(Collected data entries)
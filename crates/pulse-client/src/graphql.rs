use crate::error::ClientError;
use futures::future::BoxFuture;
use pulse_core::config::BackendConfig;
use pulse_core::executor::QueryExecutor;
use pulse_core::PulseError;
use serde::Deserialize;
use serde_json::{json, Value};
use std::time::{Duration, Instant};
use tracing::debug;

const REQUEST_TIMEOUT: Duration = Duration::from_secs(30);

/// Longest slice of an error body kept in [`ClientError::Status`].
const ERROR_BODY_LIMIT: usize = 300;

#[derive(Debug, Deserialize)]
struct Response {
    #[serde(default)]
    data: Option<Value>,
    #[serde(default)]
    errors: Option<Vec<ErrorEntry>>,
}

#[derive(Debug, Deserialize)]
struct ErrorEntry {
    message: String,
}

/// Bearer-token GraphQL client for one backend.
#[derive(Debug, Clone)]
pub struct GraphQlClient {
    http: reqwest::Client,
    endpoint: String,
    token: String,
    /// Backend name used in logs and errors.
    label: String,
}

impl GraphQlClient {
    pub fn new(
        label: impl Into<String>,
        endpoint: impl Into<String>,
        token: impl Into<String>,
    ) -> crate::Result<Self> {
        let http = reqwest::Client::builder()
            .user_agent(concat!("pulse/", env!("CARGO_PKG_VERSION")))
            .timeout(REQUEST_TIMEOUT)
            .build()?;
        Ok(Self {
            http,
            endpoint: endpoint.into(),
            token: token.into(),
            label: label.into(),
        })
    }

    /// Build a client from config, reading the token from the process
    /// environment.
    pub fn from_config(label: &str, cfg: &BackendConfig) -> pulse_core::Result<Self> {
        Self::from_config_with(label, cfg, |name| std::env::var(name).ok())
    }

    /// Like [`from_config`](Self::from_config) with a custom variable lookup.
    pub fn from_config_with(
        label: &str,
        cfg: &BackendConfig,
        lookup: impl Fn(&str) -> Option<String>,
    ) -> pulse_core::Result<Self> {
        let token = lookup(&cfg.token_env)
            .map(|t| t.trim().to_string())
            .filter(|t| !t.is_empty())
            .ok_or_else(|| PulseError::MissingToken(cfg.token_env.clone()))?;
        Ok(Self::new(label, cfg.endpoint.clone(), token)?)
    }

    pub fn label(&self) -> &str {
        &self.label
    }

    /// POST one query and return its `data` object.
    pub async fn query(&self, query: &str, variables: Value) -> crate::Result<Value> {
        let started = Instant::now();
        let response = self
            .http
            .post(&self.endpoint)
            .bearer_auth(&self.token)
            .json(&json!({"query": query, "variables": variables}))
            .send()
            .await?;

        let status = response.status();
        if !status.is_success() {
            let body = response.text().await.unwrap_or_default();
            return Err(ClientError::Status {
                backend: self.label.clone(),
                status: status.as_u16(),
                body: body.chars().take(ERROR_BODY_LIMIT).collect(),
            });
        }

        let body: Response = response.json().await?;
        debug!(
            backend = %self.label,
            operation = operation_name(query),
            elapsed_ms = started.elapsed().as_millis() as u64,
            "query complete"
        );

        if let Some(errors) = body.errors.filter(|e| !e.is_empty()) {
            return Err(ClientError::GraphQl {
                backend: self.label.clone(),
                messages: errors.into_iter().map(|e| e.message).collect(),
            });
        }
        match body.data {
            Some(Value::Null) | None => Err(ClientError::MissingData(self.label.clone())),
            Some(data) => Ok(data),
        }
    }
}

impl QueryExecutor for GraphQlClient {
    fn execute<'a>(
        &'a self,
        query: &'a str,
        variables: Value,
    ) -> BoxFuture<'a, pulse_core::Result<Value>> {
        Box::pin(async move { Ok(self.query(query, variables).await?) })
    }
}

/// `query Foo(...)` → `Foo`, for logging.
fn operation_name(query: &str) -> &str {
    query
        .split_whitespace()
        .skip_while(|w| *w != "query")
        .nth(1)
        .and_then(|w| w.split('(').next())
        .unwrap_or("anonymous")
}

Work order:
Only the number is wanted: count the lines of the records that hold the word "BackendConfig".

Exercise response:
3